» **Data in this exercise**
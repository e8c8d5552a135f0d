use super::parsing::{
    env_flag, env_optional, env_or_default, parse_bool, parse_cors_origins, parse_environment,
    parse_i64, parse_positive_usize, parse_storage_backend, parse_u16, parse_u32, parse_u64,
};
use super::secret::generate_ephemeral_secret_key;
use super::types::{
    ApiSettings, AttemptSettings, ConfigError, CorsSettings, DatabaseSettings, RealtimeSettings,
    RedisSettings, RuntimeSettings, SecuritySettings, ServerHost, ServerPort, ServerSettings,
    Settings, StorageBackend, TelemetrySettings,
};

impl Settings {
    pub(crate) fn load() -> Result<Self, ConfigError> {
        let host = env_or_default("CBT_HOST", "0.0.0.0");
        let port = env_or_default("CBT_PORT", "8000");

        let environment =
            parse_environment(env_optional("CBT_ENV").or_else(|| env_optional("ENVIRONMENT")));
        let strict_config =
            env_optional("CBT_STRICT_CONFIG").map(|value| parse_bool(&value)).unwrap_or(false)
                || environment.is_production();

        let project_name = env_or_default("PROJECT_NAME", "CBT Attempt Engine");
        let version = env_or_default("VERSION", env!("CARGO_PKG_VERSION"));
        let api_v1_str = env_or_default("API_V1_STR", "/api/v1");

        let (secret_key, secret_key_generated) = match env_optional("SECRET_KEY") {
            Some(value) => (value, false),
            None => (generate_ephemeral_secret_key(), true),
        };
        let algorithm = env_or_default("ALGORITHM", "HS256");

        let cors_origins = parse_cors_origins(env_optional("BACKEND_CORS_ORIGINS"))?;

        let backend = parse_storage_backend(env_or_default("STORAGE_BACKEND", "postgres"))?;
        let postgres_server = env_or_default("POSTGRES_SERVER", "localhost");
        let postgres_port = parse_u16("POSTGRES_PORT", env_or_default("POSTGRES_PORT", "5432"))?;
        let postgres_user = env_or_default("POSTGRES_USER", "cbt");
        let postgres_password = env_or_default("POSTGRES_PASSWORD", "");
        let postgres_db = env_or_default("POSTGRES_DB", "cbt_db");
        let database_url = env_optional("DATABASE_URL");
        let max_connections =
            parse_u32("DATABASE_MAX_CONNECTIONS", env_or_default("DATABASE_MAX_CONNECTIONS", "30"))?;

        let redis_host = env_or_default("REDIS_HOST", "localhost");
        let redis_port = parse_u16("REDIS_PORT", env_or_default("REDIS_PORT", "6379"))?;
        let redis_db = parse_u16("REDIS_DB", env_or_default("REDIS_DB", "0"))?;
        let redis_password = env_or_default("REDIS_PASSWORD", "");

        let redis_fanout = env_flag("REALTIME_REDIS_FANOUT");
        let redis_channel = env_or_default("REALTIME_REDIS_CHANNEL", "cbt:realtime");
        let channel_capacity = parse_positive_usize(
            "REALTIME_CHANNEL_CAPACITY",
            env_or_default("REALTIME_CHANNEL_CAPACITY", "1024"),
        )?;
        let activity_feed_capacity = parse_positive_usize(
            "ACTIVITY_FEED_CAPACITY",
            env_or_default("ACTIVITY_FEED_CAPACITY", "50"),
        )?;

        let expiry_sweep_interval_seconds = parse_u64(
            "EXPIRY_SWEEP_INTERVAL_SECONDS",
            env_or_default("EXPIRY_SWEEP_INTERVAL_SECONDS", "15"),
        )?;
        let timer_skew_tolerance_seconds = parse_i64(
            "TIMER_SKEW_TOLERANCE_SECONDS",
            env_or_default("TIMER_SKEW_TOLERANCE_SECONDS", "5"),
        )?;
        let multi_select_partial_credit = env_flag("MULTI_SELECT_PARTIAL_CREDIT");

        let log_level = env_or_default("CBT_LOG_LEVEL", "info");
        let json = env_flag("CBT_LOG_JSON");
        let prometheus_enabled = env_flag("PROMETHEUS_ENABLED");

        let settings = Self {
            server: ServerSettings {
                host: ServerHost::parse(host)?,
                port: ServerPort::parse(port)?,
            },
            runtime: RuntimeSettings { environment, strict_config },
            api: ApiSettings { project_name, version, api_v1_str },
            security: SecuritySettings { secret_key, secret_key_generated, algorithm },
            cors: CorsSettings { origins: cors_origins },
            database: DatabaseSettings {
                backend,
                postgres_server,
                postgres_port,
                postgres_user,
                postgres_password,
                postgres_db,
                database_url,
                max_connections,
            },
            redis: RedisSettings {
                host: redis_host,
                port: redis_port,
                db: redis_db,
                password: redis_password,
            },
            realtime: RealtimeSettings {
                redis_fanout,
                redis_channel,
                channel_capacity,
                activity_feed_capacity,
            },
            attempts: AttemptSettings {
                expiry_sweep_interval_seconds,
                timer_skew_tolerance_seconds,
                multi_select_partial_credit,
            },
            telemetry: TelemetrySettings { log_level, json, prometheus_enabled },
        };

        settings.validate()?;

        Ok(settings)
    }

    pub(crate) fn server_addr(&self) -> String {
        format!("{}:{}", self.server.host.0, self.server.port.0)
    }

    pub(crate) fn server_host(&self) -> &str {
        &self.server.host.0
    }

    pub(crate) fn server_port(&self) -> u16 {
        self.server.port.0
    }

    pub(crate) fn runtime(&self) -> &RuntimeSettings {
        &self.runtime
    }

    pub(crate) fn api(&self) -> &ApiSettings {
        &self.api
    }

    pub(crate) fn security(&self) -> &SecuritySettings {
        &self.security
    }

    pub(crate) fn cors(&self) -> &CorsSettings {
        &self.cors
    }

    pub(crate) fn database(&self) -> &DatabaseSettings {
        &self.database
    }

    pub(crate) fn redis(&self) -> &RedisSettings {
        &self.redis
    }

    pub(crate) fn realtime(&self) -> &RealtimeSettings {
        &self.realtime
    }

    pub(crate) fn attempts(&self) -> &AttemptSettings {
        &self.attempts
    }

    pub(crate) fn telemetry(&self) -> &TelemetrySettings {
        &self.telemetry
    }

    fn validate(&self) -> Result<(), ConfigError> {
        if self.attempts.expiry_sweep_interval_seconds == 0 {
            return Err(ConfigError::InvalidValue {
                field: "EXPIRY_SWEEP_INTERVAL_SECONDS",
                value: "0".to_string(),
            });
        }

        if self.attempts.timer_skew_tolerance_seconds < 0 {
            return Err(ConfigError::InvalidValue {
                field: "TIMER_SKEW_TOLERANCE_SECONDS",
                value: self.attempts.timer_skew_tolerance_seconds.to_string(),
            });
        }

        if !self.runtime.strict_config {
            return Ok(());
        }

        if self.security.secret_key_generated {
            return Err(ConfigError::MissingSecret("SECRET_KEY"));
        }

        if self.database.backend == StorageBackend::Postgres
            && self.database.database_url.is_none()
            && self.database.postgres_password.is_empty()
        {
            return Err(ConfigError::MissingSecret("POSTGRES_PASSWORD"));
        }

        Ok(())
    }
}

» **What to do**
Repeat the entries. Keep each one exactly as written.

» **Written solution**
repository e8c8d5552a135f0d
use super::parsing::{
    env_flag, env_optional, env_or_default, parse_bool, parse_cors_origins, parse_environment,
    parse_i64, parse_positive_usize, parse_storage_backend, parse_u16, parse_u32, parse_u64,
};
use super::secret::generate_ephemeral_secret_key;
use super::types::{
    ApiSettings, AttemptSettings, ConfigError, CorsSettings, DatabaseSettings, RealtimeSettings,
    RedisSettings, RuntimeSettings, SecuritySettings, ServerHost, ServerPort, ServerSettings,
    Settings, StorageBackend, TelemetrySettings,
};

impl Settings {
    pub(crate) fn load() -> Result<Self, ConfigError> {
        let host = env_or_default("CBT_HOST", "0.0.0.0");
        let port = env_or_default("CBT_PORT", "8000");

        let environment =
            parse_environment(env_optional("CBT_ENV").or_else(|| env_optional("ENVIRONMENT")));
        let strict_config =
            env_optional("CBT_STRICT_CONFIG").map(|value| parse_bool(&value)).unwrap_or(false)
                || environment.is_production();

        let project_name = env_or_default("PROJECT_NAME", "CBT Attempt Engine");
        let version = env_or_default("VERSION", env!("CARGO_PKG_VERSION"));
        let api_v1_str = env_or_default("API_V1_STR", "/api/v1");

        let (secret_key, secret_key_generated) = match env_optional("SECRET_KEY") {
            Some(value) => (value, false),
            None => (generate_ephemeral_secret_key(), true),
        };
        let algorithm = env_or_default("ALGORITHM", "HS256");

        let cors_origins = parse_cors_origins(env_optional("BACKEND_CORS_ORIGINS"))?;

        let backend = parse_storage_backend(env_or_default("STORAGE_BACKEND", "postgres"))?;
        let postgres_server = env_or_default("POSTGRES_SERVER", "localhost");
        let postgres_port = parse_u16("POSTGRES_PORT", env_or_default("POSTGRES_PORT", "5432"))?;
        let postgres_user = env_or_default("POSTGRES_USER", "cbt");
        let postgres_password = env_or_default("POSTGRES_PASSWORD", "");
        let postgres_db = env_or_default("POSTGRES_DB", "cbt_db");
        let database_url = env_optional("DATABASE_URL");
        let max_connections =
            parse_u32("DATABASE_MAX_CONNECTIONS", env_or_default("DATABASE_MAX_CONNECTIONS", "30"))?;

        let redis_host = env_or_default("REDIS_HOST", "localhost");
        let redis_port = parse_u16("REDIS_PORT", env_or_default("REDIS_PORT", "6379"))?;
        let redis_db = parse_u16("REDIS_DB", env_or_default("REDIS_DB", "0"))?;
        let redis_password = env_or_default("REDIS_PASSWORD", "");

        let redis_fanout = env_flag("REALTIME_REDIS_FANOUT");
        let redis_channel = env_or_default("REALTIME_REDIS_CHANNEL", "cbt:realtime");
        let channel_capacity = parse_positive_usize(
            "REALTIME_CHANNEL_CAPACITY",
            env_or_default("REALTIME_CHANNEL_CAPACITY", "1024"),
        )?;
        let activity_feed_capacity = parse_positive_usize(
            "ACTIVITY_FEED_CAPACITY",
            env_or_default("ACTIVITY_FEED_CAPACITY", "50"),
        )?;

        let expiry_sweep_interval_seconds = parse_u64(
            "EXPIRY_SWEEP_INTERVAL_SECONDS",
            env_or_default("EXPIRY_SWEEP_INTERVAL_SECONDS", "15"),
        )?;
        let timer_skew_tolerance_seconds = parse_i64(
            "TIMER_SKEW_TOLERANCE_SECONDS",
            env_or_default("TIMER_SKEW_TOLERANCE_SECONDS", "5"),
        )?;
        let multi_select_partial_credit = env_flag("MULTI_SELECT_PARTIAL_CREDIT");

        let log_level = env_or_default("CBT_LOG_LEVEL", "info");
        let json = env_flag("CBT_LOG_JSON");
        let prometheus_enabled = env_flag("PROMETHEUS_ENABLED");

        let settings = Self {
            server: ServerSettings {
                host: ServerHost::parse(host)?,
                port: ServerPort::parse(port)?,
            },
            runtime: RuntimeSettings { environment, strict_config },
            api: ApiSettings { project_name, version, api_v1_str },
            security: SecuritySettings { secret_key, secret_key_generated, algorithm },
            cors: CorsSettings { origins: cors_origins },
            database: DatabaseSettings {
                backend,
                postgres_server,
                postgres_port,
                postgres_user,
                postgres_password,
                postgres_db,
                database_url,
                max_connections,
            },
            redis: RedisSettings {
                host: redis_host,
                port: redis_port,
                db: redis_db,
                password: redis_password,
            },
            realtime: RealtimeSettings {
                redis_fanout,
                redis_channel,
                channel_capacity,
                activity_feed_capacity,
            },
            attempts: AttemptSettings {
                expiry_sweep_interval_seconds,
                timer_skew_tolerance_seconds,
                multi_select_partial_credit,
            },
            telemetry: TelemetrySettings { log_level, json, prometheus_enabled },
        };

        settings.validate()?;

        Ok(settings)
    }

    pub(crate) fn server_addr(&self) -> String {
        format!("{}:{}", self.server.host.0, self.server.port.0)
    }

    pub(crate) fn server_host(&self) -> &str {
        &self.server.host.0
    }

    pub(crate) fn server_port(&self) -> u16 {
        self.server.port.0
    }

    pub(crate) fn runtime(&self) -> &RuntimeSettings {
        &self.runtime
    }

    pub(crate) fn api(&self) -> &ApiSettings {
        &self.api
    }

    pub(crate) fn security(&self) -> &SecuritySettings {
        &self.security
    }

    pub(crate) fn cors(&self) -> &CorsSettings {
        &self.cors
    }

    pub(crate) fn database(&self) -> &DatabaseSettings {
        &self.database
    }

    pub(crate) fn redis(&self) -> &RedisSettings {
        &self.redis
    }

    pub(crate) fn realtime(&self) -> &RealtimeSettings {
        &self.realtime
    }

    pub(crate) fn attempts(&self) -> &AttemptSettings {
        &self.attempts
    }

    pub(crate) fn telemetry(&self) -> &TelemetrySettings {
        &self.telemetry
    }

    fn validate(&self) -> Result<(), ConfigError> {
        if self.attempts.expiry_sweep_interval_seconds == 0 {
            return Err(ConfigError::InvalidValue {
                field: "EXPIRY_SWEEP_INTERVAL_SECONDS",
                value: "0".to_string(),
            });
        }

        if self.attempts.timer_skew_tolerance_seconds < 0 {
            return Err(ConfigError::InvalidValue {
                field: "TIMER_SKEW_TOLERANCE_SECONDS",
                value: self.attempts.timer_skew_tolerance_seconds.to_string(),
            });
        }

        if !self.runtime.strict_config {
            return Ok(());
        }

        if self.security.secret_key_generated {
            return Err(ConfigError::MissingSecret("SECRET_KEY"));
        }

        if self.database.backend == StorageBackend::Postgres
            && self.database.database_url.is_none()
            && self.database.postgres_password.is_empty()
        {
            return Err(ConfigError::MissingSecret("POSTGRES_PASSWORD"));
        }

        Ok(())
    }
}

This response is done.